▶ [PROBLEM]: Needed from the data below: every line from the one with "repository 4e62686facdc50b0" up to and including the one with "that only changes", repeated exactly and with nothing else.

▶ [GIVEN RECORDS]:
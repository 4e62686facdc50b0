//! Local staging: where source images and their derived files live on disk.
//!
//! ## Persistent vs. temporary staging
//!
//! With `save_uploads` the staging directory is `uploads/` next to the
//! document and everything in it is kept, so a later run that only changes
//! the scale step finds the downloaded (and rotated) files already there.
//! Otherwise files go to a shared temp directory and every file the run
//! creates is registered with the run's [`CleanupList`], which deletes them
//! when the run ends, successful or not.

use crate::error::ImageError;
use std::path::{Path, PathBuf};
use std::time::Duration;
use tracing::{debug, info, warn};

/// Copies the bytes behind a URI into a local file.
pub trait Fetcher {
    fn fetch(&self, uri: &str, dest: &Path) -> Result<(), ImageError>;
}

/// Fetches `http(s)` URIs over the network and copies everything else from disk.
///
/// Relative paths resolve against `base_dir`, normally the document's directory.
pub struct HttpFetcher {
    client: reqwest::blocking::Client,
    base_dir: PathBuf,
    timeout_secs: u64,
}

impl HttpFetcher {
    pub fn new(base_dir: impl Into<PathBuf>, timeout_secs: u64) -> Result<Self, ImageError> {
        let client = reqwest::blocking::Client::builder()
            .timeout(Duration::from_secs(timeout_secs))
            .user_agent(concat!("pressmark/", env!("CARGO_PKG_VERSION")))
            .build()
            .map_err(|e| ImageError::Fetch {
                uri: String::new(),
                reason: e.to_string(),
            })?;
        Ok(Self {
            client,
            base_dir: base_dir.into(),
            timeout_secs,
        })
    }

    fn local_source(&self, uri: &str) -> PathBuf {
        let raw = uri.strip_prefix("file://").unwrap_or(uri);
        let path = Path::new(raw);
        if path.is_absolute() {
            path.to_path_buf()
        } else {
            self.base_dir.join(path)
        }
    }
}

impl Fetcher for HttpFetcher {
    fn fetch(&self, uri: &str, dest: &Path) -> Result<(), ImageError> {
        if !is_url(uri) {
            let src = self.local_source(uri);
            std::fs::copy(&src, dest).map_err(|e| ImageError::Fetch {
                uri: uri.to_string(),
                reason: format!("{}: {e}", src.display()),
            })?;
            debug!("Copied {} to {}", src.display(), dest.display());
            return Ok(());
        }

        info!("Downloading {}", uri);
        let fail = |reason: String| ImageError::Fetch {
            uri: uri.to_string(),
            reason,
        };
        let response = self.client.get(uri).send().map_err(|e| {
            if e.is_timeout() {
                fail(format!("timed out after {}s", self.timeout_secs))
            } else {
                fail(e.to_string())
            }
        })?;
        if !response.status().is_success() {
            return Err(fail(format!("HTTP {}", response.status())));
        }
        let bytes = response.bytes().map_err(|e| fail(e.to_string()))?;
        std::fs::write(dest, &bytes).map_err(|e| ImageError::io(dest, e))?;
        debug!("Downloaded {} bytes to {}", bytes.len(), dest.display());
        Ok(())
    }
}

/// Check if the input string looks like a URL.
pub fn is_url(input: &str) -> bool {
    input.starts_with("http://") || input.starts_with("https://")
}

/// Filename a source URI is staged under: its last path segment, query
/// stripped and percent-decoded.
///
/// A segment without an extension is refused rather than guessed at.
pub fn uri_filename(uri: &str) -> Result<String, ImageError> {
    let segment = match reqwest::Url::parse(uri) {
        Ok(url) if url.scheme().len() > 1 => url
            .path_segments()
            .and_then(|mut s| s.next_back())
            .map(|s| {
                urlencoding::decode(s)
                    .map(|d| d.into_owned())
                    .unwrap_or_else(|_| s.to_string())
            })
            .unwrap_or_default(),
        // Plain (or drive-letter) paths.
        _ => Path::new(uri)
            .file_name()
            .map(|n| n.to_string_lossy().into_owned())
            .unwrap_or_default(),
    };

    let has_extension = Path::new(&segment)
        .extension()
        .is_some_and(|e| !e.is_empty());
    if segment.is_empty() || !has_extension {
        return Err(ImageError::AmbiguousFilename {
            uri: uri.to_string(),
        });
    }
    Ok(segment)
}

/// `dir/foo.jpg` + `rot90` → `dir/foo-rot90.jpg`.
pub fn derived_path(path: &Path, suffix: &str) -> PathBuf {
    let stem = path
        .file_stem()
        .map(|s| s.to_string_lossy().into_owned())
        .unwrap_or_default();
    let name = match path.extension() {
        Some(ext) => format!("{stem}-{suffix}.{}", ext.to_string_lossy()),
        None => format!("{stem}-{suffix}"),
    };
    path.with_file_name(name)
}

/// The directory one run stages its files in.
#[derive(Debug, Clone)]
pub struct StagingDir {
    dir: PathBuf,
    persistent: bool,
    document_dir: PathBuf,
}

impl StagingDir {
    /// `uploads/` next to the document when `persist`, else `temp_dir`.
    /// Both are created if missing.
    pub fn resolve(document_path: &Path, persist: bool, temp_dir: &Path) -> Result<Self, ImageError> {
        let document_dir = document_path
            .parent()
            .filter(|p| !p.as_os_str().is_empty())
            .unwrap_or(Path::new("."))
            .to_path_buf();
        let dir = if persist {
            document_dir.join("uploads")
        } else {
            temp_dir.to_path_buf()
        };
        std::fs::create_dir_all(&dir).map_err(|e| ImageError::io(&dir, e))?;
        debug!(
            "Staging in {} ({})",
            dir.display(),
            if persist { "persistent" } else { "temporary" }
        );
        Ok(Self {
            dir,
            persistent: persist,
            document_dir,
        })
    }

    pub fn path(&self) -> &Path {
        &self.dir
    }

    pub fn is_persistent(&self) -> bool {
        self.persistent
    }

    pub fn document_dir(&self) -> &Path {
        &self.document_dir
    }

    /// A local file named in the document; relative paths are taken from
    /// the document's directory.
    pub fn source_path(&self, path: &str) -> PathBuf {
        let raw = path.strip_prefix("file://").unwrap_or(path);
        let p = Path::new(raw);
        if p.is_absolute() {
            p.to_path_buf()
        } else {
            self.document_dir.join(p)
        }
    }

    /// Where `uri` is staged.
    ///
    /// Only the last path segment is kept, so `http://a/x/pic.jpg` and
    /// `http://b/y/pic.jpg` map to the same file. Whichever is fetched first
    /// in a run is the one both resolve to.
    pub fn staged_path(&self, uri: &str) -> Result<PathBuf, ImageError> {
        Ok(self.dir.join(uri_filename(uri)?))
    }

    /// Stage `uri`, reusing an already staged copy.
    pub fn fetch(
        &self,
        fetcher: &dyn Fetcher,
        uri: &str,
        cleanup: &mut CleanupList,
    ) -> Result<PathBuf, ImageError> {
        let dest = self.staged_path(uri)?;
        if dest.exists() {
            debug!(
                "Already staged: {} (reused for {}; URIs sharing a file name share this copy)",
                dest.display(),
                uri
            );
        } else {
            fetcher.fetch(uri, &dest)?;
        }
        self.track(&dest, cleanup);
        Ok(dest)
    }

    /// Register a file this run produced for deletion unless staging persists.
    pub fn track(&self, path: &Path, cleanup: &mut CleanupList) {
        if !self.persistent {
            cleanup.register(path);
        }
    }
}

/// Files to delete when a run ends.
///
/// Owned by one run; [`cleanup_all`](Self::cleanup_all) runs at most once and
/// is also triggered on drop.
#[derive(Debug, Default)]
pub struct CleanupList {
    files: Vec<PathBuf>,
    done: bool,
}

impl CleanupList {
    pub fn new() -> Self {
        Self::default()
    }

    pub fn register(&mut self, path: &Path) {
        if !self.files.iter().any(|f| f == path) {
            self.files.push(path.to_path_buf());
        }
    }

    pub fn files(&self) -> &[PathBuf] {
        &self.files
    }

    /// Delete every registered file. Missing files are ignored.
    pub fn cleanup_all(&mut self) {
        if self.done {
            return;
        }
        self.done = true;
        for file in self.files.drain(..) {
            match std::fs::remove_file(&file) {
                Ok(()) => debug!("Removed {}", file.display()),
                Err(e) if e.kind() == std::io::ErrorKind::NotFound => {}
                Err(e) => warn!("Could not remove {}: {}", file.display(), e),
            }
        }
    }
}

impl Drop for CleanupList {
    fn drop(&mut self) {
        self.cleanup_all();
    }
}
---
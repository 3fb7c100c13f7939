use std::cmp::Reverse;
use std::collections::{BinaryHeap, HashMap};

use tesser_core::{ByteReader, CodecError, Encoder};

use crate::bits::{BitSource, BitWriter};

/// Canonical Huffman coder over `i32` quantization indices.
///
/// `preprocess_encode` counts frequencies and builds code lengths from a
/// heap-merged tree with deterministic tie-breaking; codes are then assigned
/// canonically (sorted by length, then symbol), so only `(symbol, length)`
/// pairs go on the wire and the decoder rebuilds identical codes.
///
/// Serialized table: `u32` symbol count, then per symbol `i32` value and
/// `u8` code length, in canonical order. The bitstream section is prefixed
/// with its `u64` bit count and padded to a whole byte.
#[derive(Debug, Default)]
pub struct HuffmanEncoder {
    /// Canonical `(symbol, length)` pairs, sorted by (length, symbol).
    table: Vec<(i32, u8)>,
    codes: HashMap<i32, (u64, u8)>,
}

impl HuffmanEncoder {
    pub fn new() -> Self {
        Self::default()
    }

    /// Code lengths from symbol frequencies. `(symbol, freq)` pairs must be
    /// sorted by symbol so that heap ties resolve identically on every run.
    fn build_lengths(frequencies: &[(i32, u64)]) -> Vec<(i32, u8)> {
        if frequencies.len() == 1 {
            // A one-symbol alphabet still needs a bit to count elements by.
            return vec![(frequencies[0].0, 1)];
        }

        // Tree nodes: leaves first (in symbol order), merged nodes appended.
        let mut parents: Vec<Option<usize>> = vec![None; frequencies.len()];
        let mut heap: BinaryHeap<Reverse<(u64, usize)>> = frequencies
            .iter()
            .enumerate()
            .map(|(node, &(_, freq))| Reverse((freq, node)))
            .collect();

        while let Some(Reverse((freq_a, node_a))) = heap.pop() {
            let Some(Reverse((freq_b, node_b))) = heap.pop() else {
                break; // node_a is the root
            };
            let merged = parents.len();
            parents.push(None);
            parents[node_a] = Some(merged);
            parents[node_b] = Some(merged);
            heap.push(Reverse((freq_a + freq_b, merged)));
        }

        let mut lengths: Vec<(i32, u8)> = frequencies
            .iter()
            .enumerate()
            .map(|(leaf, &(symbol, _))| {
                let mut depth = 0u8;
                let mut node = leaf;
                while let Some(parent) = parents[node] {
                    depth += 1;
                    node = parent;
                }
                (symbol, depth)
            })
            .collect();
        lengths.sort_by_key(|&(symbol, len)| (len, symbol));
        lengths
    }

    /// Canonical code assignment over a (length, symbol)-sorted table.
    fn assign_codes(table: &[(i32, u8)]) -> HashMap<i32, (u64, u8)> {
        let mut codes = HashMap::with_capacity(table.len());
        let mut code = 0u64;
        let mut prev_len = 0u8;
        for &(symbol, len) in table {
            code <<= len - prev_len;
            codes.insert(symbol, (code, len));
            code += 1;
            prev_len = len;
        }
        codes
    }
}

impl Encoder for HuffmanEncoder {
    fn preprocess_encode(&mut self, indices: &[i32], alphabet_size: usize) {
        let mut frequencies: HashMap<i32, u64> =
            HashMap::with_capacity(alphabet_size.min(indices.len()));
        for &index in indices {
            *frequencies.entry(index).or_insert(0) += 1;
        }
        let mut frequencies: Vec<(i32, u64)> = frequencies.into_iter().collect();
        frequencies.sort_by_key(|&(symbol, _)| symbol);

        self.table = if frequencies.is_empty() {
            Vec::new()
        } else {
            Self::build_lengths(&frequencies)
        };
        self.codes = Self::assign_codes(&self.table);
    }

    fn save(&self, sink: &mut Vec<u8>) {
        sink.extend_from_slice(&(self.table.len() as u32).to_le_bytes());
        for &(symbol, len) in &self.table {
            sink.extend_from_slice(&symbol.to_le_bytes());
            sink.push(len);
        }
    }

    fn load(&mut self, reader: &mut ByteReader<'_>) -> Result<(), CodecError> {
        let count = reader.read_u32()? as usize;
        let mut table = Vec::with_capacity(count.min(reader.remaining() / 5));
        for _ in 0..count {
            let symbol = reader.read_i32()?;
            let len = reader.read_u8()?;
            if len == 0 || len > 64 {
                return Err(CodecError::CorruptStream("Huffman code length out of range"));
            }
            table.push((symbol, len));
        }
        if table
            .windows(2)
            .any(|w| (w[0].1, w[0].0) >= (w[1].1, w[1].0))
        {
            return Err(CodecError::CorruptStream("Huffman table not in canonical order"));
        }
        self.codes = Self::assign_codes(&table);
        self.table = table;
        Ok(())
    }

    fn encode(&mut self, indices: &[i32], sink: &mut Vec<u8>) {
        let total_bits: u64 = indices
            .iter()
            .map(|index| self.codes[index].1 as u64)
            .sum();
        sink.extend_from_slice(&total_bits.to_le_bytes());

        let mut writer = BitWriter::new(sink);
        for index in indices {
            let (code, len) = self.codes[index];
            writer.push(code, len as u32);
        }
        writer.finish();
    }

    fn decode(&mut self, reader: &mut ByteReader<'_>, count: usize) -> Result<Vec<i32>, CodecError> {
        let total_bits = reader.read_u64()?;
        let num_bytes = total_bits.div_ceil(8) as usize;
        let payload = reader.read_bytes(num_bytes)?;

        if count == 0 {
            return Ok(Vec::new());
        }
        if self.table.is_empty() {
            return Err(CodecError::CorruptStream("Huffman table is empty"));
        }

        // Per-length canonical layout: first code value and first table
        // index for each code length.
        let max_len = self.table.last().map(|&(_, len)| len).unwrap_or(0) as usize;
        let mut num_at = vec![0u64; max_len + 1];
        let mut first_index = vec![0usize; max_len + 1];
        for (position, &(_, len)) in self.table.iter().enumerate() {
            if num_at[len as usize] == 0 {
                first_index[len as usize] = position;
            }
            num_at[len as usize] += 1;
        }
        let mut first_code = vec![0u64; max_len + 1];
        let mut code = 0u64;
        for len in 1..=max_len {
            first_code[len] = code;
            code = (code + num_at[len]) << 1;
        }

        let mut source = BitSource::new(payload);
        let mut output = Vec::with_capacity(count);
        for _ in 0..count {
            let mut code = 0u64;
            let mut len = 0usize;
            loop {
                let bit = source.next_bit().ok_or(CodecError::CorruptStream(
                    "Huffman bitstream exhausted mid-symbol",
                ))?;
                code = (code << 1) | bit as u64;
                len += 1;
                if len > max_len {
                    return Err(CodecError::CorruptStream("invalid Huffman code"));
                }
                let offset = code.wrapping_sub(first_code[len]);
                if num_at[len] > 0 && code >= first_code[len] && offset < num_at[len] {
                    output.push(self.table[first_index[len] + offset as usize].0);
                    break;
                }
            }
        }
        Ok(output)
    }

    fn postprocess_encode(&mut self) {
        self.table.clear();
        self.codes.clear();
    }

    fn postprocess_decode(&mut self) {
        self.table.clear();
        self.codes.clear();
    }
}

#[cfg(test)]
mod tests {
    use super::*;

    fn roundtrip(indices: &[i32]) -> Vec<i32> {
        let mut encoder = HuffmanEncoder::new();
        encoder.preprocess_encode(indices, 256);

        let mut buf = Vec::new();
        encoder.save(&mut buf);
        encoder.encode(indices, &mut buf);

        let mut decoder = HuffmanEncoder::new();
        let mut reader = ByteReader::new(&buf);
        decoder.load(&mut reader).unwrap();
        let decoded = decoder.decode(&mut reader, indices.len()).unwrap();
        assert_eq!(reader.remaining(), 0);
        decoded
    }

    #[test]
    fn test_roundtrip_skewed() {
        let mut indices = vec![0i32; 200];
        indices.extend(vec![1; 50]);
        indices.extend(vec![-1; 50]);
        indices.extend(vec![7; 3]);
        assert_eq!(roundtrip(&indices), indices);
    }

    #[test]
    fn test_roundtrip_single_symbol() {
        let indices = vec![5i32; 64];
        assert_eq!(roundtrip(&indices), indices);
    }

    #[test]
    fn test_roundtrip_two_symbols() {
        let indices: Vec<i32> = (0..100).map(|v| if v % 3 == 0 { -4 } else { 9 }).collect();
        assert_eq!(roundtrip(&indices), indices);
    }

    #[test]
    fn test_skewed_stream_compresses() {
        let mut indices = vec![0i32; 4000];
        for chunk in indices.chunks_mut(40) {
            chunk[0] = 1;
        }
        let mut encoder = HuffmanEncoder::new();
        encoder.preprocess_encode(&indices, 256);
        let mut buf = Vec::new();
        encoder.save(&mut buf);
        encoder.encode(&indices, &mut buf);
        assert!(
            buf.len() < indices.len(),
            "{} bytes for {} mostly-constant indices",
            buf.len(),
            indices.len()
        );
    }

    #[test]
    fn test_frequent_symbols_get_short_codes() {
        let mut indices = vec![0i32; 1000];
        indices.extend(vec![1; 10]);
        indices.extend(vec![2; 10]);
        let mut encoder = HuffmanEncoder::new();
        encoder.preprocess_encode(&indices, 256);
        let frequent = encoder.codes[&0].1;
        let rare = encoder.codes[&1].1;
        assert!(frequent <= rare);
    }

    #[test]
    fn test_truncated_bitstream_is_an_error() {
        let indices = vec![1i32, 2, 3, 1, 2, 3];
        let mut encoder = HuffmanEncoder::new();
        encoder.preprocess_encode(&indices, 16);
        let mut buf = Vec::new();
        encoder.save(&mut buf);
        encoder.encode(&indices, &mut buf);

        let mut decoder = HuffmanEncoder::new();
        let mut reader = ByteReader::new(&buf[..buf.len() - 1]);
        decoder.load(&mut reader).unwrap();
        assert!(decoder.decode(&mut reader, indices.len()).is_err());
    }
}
--
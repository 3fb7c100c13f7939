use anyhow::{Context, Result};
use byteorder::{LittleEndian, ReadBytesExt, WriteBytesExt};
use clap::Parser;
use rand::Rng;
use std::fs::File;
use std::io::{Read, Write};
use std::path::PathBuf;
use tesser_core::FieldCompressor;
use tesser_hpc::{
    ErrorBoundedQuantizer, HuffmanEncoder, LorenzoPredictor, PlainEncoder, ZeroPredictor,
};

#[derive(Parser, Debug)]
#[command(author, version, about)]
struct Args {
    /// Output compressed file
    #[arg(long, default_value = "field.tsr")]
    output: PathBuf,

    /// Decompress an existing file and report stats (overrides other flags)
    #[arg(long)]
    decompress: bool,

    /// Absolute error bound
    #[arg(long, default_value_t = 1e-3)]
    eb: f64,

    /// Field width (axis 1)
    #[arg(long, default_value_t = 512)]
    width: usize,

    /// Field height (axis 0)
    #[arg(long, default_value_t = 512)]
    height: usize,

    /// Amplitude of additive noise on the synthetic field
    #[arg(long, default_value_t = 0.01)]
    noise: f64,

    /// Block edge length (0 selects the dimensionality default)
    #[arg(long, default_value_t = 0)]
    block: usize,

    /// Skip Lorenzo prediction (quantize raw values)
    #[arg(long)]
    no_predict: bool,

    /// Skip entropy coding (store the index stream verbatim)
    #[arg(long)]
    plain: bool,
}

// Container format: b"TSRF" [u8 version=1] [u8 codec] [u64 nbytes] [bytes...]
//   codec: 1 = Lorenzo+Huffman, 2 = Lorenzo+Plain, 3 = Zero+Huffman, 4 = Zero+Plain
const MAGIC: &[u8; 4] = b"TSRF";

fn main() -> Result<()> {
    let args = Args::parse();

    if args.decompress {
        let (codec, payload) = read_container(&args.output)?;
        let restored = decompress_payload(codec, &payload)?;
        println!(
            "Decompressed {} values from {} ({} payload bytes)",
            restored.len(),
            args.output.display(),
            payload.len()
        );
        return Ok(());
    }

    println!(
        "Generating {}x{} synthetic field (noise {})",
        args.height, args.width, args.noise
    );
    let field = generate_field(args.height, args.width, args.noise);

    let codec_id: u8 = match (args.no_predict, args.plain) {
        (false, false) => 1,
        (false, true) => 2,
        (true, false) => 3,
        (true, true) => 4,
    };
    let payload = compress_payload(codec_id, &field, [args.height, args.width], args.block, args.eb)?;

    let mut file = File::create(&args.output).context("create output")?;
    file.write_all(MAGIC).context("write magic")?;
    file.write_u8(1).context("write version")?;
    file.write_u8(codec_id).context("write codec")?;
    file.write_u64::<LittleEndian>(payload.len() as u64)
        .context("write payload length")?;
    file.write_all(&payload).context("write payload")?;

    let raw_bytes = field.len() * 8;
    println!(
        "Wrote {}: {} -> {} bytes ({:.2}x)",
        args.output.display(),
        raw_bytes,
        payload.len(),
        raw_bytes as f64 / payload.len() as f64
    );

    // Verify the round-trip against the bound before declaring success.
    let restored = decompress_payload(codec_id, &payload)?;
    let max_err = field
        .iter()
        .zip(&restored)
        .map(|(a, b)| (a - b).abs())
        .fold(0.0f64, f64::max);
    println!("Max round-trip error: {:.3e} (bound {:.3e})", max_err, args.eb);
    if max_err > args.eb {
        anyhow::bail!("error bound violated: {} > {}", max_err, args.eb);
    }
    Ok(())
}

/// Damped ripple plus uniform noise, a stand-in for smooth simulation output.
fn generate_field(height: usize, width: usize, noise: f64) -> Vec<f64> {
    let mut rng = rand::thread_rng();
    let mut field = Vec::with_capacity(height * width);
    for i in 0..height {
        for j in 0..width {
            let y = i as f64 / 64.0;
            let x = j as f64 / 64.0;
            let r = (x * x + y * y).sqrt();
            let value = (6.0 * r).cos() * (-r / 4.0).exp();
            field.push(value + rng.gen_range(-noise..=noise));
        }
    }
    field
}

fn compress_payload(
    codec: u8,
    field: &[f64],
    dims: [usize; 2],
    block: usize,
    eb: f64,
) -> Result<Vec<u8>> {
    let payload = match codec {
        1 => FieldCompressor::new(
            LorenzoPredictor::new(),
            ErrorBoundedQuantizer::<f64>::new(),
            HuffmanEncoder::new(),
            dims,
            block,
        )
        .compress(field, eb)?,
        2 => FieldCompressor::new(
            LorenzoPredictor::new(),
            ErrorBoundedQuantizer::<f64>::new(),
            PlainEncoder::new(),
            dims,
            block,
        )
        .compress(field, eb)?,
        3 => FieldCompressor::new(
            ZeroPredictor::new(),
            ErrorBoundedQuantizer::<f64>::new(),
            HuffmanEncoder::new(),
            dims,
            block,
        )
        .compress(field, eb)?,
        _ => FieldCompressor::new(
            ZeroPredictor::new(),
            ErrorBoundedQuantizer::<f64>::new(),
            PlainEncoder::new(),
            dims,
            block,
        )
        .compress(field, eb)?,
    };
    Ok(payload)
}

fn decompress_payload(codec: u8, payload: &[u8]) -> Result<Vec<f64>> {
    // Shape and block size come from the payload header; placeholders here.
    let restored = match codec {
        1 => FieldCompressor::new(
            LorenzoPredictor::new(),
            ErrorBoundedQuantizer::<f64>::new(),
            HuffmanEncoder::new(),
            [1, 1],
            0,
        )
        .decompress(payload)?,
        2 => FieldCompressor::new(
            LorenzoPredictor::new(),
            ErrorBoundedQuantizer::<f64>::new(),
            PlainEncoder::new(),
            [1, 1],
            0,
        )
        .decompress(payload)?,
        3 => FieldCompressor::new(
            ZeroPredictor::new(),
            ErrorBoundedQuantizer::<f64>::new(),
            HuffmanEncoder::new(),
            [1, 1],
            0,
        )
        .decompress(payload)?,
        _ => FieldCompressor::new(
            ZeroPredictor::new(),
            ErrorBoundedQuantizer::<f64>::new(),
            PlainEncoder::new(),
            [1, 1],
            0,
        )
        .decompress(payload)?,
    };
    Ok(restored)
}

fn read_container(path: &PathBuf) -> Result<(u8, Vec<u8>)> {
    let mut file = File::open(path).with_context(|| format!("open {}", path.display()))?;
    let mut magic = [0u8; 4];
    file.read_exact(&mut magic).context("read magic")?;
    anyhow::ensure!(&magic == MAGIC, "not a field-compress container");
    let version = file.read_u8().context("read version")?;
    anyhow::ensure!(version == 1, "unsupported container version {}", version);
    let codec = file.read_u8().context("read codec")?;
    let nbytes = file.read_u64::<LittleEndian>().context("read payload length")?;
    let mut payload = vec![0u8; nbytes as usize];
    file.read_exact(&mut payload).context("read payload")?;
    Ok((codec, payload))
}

▶ [RESPONSE TO THE TASK]:
repository 4e62686facdc50b0
//! Local staging: where source images and their derived files live on disk.
//!
//! ## Persistent vs. temporary staging
//!
//! With `save_uploads` the staging directory is `uploads/` next to the
//! document and everything in it is kept, so a later run that only changes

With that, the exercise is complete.